Location
- Camden, New South Wales Australia 34°01′28″S 150°41′51″E﻿ / ﻿34.024316°S 150.697451°E

Information
- School type: Independent co-educational inclusive day school
- Religious affiliations: Catholic Education Diocese of Wollongong; Good Samaritan Education;
- Denomination: Roman Catholic
- Established: 1910; 116 years ago (in inner Sydney); 1957; 69 years ago (in Camden);
- Principal: Jennifer Foldes
- Enrolment: 136 (2024)
- Website: www.materdei.org.au

= Mater Dei Special School =

Mater Dei School is an independent Good Samaritan Education co-educational inclusive day school located in the outer south-western Macarthur region of Sydney, in the rural town of , in New South Wales, Australia. The school is part of a broader organisation of the same name, Mater Dei, and provides early intervention and early childhood education for babies and children with a developmental delay, and education and therapy services for children and young people with an intellectual disability.

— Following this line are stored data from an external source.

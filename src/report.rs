use std::collections::BTreeMap;
use std::fmt::Write;

use crate::models::{BlockTable, Course, CourseId, EvalWindow, DAY_NAMES, DAY_NAMES_SHORT};
use crate::timetable::Timetable;

/// Renders the timetable and the missed-course diagnostics as plain text.
/// Each course entry lists its dates in the slot plus cross-references to
/// the other slots it occupies.
pub fn build_report(
    courses: &BTreeMap<CourseId, Course>,
    timetable: &Timetable,
    window: &EvalWindow,
    blocks: &BlockTable,
) -> String {
    let mut output = String::new();

    let _ = writeln!(output, "# Evaluation Timetable");
    let _ = writeln!(
        output,
        "Window {} to {} (both bounds exclusive)",
        window.start, window.end
    );

    for (day_index, day_name) in DAY_NAMES.iter().enumerate() {
        let weekday = day_index as u32 + 1;
        let _ = writeln!(output);
        let _ = writeln!(output, "## {day_name}");

        let mut day_has_courses = false;
        for block in blocks.numbers() {
            let Some(slot) = timetable.slot(weekday, block) else {
                continue;
            };
            if slot.is_empty() {
                continue;
            }
            day_has_courses = true;
            let _ = writeln!(output, "  Block {block}");

            for (course_id, appointments) in slot {
                let Some(course) = courses.get(course_id) else {
                    continue;
                };
                let _ = writeln!(output, "    {}, {}", course.name, course.lecturer_line());
                for appointment in appointments {
                    let _ = writeln!(output, "      {}", appointment.start.format("%d.%m."));
                }

                for &(other_day, other_block) in timetable.occurrences_for(*course_id) {
                    if other_day == weekday && other_block == block {
                        continue;
                    }
                    let day_short = DAY_NAMES_SHORT
                        .get(other_day as usize - 1)
                        .copied()
                        .unwrap_or("?");
                    let _ = writeln!(output, "      also {day_short}/{other_block}");
                    if let Some(other_dates) = timetable
                        .slot(other_day, other_block)
                        .and_then(|slot| slot.get(course_id))
                    {
                        for appointment in other_dates {
                            let _ =
                                writeln!(output, "        {}", appointment.start.format("%d.%m."));
                        }
                    }
                }
            }
        }
        if !day_has_courses {
            let _ = writeln!(output, "  No courses.");
        }
    }

    let _ = writeln!(output);
    let _ = writeln!(output, "## Courses Without Appointments");
    if timetable.missed.is_empty() {
        let _ = writeln!(
            output,
            "Every course has at least one appointment in the window."
        );
    } else {
        for course_id in &timetable.missed {
            let Some(course) = courses.get(course_id) else {
                continue;
            };
            let _ = writeln!(
                output,
                "- no appointment in the evaluation window for '{}' (no. {}, {})",
                course.name,
                course.number,
                course.lecturer_line()
            );
        }
    }

    output
}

The school is one of four programs part of Mater Dei: Mater Dei School, as the oldest and original educational offering, NextPath Continuous Learning, NextPath Assessment & Therapy and Mater Dei Early Childhood Education.

==History==
Mater Dei School was established in 1910 by the Sisters of the Good Samaritan, originally as an orphanage for orphans who lived in the inner city areas of Sydney. In 1957 the Bishop of Wollongong requested to establish a school for girls with intellectual disabilities and the Sisters accepted the request.

The school occupies the site of the historic mansion, Wivenhoe, designed by John Verge and built in 1837 for Charles Cowper and his wife, Eliza.